Oh, ok. Well, by now everyone should be aware. :)
> > 1. Find that higher level password from someone other than the
> > manufacturer.
> The manufacturer tends to set it to something unique and keeps a
> record of it against the unit's serial number.
Oh, ok, then that wont work.
> > 2. Build custom hardware or just a custom BIOS to do a brute
> > force search for the password in the drive.
> After five failed attempts the drive refuses to do anything more
> until a hardware reset or power cycle.
Right. Some drives I've had even had a limit of three attempts.
> Custom hardware could do the reset but I don't know if it's within
> the ability of a BIOS?
It's certainly possible to add a simple reset circuitry using common
components (one resistor+one transistor) on e.g. a parallell port and
control it from the BIOS. Just twisting wires together with component
pins would be enough, and doable in any environment.
> I am aware that someone in the UK has built hardware that can
> brute-force it in under 12 hours.
Ok. I haven't made any tests even though I've thought about this
matter earlier, but 12 hours feels a bit short. I guess it isn't
particularly CPU intensive though, no encryption, just add one and
send, with the occasional reset..
> > LinuxBIOS initializes the chipset and the payload may use the chipset
> > to speak to a disk.
> Right.
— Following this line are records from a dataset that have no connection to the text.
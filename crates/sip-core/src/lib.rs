//! # rvoip-sip-core
//!
//! Core SIP protocol types and wire parser for the rvoip peer-to-peer
//! communication daemon.
//!
//! This crate provides the strongly-typed SIP message model ([`Request`],
//! [`Response`], [`Message`]) and the envelope parser that turns raw bytes
//! off a socket into one of them. It is the foundation the dialog, session
//! and transport crates build their own abstractions on top of.
//!
//! ## Overview
//!
//! - **Message Types**: [`Request`], [`Response`], [`Message`] and the
//!   header types they carry ([`From`], [`To`], [`Via`], [`Contact`], ...).
//! - **URI Handling**: [`Uri`] / [`Host`] parsing per RFC 3261 Section 19.
//! - **Parsing**: [`parse_message`] / [`parse_message_with_mode`] turn bytes
//!   into a [`Message`], unfolding line-wrapped headers and validating
//!   Content-Length against the body that followed.
//! - **SDP**: [`SdpSession`] parses and renders RFC 4566 offer/answer bodies
//!   (`v=`/`o=`/`s=`/`c=`/`t=`/`m=`/`a=` lines) used by the dialog crate's
//!   offer/answer negotiator.
//!
//! ## Parsing a message
//!
//! ```rust
//! use rvoip_sip_core::prelude::*;
//!
//! let data = b"INVITE sip:bob@example.com SIP/2.0\r\n\
//! Via: SIP/2.0/UDP pc33.atlanta.com;branch=z9hG4bK776asdhds\r\n\
//! Max-Forwards: 70\r\n\
//! To: Bob <sip:bob@example.com>\r\n\
//! From: Alice <sip:alice@atlanta.com>;tag=1928301774\r\n\
//! Call-ID: a84b4c76e66710@pc33.atlanta.com\r\n\
//! CSeq: 314159 INVITE\r\n\
//! Contact: <sip:alice@pc33.atlanta.com>\r\n\
//! Content-Length: 0\r\n\r\n";
//!
//! let message = parse_message(data).expect("valid SIP message");
//!
//! if let Message::Request(request) = message {
//!     assert_eq!(request.method(), Method::Invite);
//!     assert!(request.header(&HeaderName::From).is_some());
//! }
//! ```
//!
//! ## Building a message
//!
//! ```rust
//! use rvoip_sip_core::prelude::*;
//!
//! let request = Request::new_with_essentials(
//!     Method::Invite,
//!     "sip:bob@example.com".parse().unwrap(),
//!     "sip:alice@example.com".parse().unwrap(),
//!     "a84b4c76e66710@pc33.atlanta.com",
//!     1,
//! );
//! assert_eq!(request.method(), Method::Invite);
//! ```
//!
//! ## Parsing modes
//!
//! [`ParseMode::Strict`] rejects a Content-Length that doesn't match the
//! body that followed it; [`ParseMode::Lenient`] accepts a short body as
//! real-world UDP senders sometimes produce.

pub mod error;
pub mod parser;
pub mod prelude;
pub mod types;

pub use error::{Error, Result};
pub use parser::{parse_message, parse_message_with_mode, ParseMode};
pub use types::header::{Header, HeaderAccess, HeaderName, HeaderValue, TypedHeader, TypedHeaderTrait};
pub use types::uri::{Host, Uri};
pub use types::{
    Address, CallId, CandidateAttribute, ConnectionData, Contact, ContentLength, ContentType,
    CSeq, Event, EventType, Expires, FmtpAttribute, From, MaxForwards, MediaDescription,
    MediaDirection, MediaType, Message, Method, Origin, Param, ParsedAttribute, RecordRoute,
    RecordRouteEntry, ReferTo, ReferredBy, RepeatTime, Request, Response, RidAttribute,
    RidDirection, Route, RouteEntry, RtpMapAttribute, SdpSession, SsrcAttribute, StatusCode,
    SubscriptionState, TimeDescription, To, Version, Via,
};
pub use types::auth::{Authorization, Challenge, Credentials, WwwAuthenticate};
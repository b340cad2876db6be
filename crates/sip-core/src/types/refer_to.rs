//! # SIP Refer-To Header
//!
//! Carries the target URI of a REFER request (RFC 3515 Section 2.1),
//! telling the referee where to direct the resulting request.

use std::fmt;
use std::ops::Deref;
use std::str::FromStr;

use serde::{Deserialize, Serialize};

use crate::error::{Error, Result};
use crate::types::address::Address;
use crate::types::header::Header;
use crate::types::{HeaderName, HeaderValue, TypedHeaderTrait};

#[derive(Debug, Clone, PartialEq, Eq, Serialize, Deserialize)]
pub struct ReferTo(pub Address);

impl ReferTo {
    pub fn new(address: Address) -> Self {
        Self(address)
    }

    pub fn address(&self) -> &Address {
        &self.0
    }
}

impl fmt::Display for ReferTo {
    fn fmt(&self, f: &mut fmt::Formatter<'_>) -> fmt::Result {
        write!(f, "{}", self.0)
    }
}

impl FromStr for ReferTo {
    type Err = Error;

    fn from_str(s: &str) -> Result<Self> {
        Address::parse(s).map(Self)
    }
}

impl Deref for ReferTo {
    type Target = Address;

    fn deref(&self) -> &Self::Target {
        &self.0
    }
}

impl TypedHeaderTrait for ReferTo {
    type Name = HeaderName;

    fn header_name() -> Self::Name {
        HeaderName::ReferTo
    }

    fn to_header(&self) -> Header {
        Header::new(Self::header_name(), HeaderValue::Raw(self.to_string().into_bytes()))
    }

    fn from_header(header: &Header) -> Result<Self> {
        if header.name != HeaderName::ReferTo {
            return Err(Error::InvalidHeader(format!(
                "Expected Refer-To header, got {}", header.name
            )));
        }
        match &header.value {
            HeaderValue::Raw(bytes) => {
                let s = std::str::from_utf8(bytes)
                    .map_err(|_| Error::ParseError("Invalid UTF-8 in Refer-To header".to_string()))?;
                Self::from_str(s)
            }
        }
    }
}

#[cfg(test)]
mod tests {
    use super::*;
    use crate::types::uri::Uri;

    #[test]
    fn parses_and_round_trips() {
        let uri = Uri::from_str("sip:bob@example.com").unwrap();
        let refer_to = ReferTo::new(Address::new(uri));
        let header = refer_to.to_header();
        let round_trip = ReferTo::from_header(&header).unwrap();
        assert_eq!(round_trip, refer_to);
    }
}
So it's not LinuxBIOS itself that would be involved.
Well.. See discussion below.
> > I'm not sure this functionality really belongs in the init part of
> > LinuxBIOS,
> No, I don't think it does unless there's already ATA commands in
> there that talk to a drive.
Right. There aren't. But..
> > but perhaps you could have it added to Linux if it isn't already
> > available there through ioctl() calls.
> It's possible in Linux already at the system call level, and
> recently hdparm added support through its -F option -- the c't
> article's author sent a patch IIRC, but by the time Linux is
> running is a bit late. A malicious program running under Linux
> where Freeze has already been done by hdparm could write to the MBR
> causing the password to be set on the next boot. That's unless the
> BIOS has done a Freeze before the MBR gets run.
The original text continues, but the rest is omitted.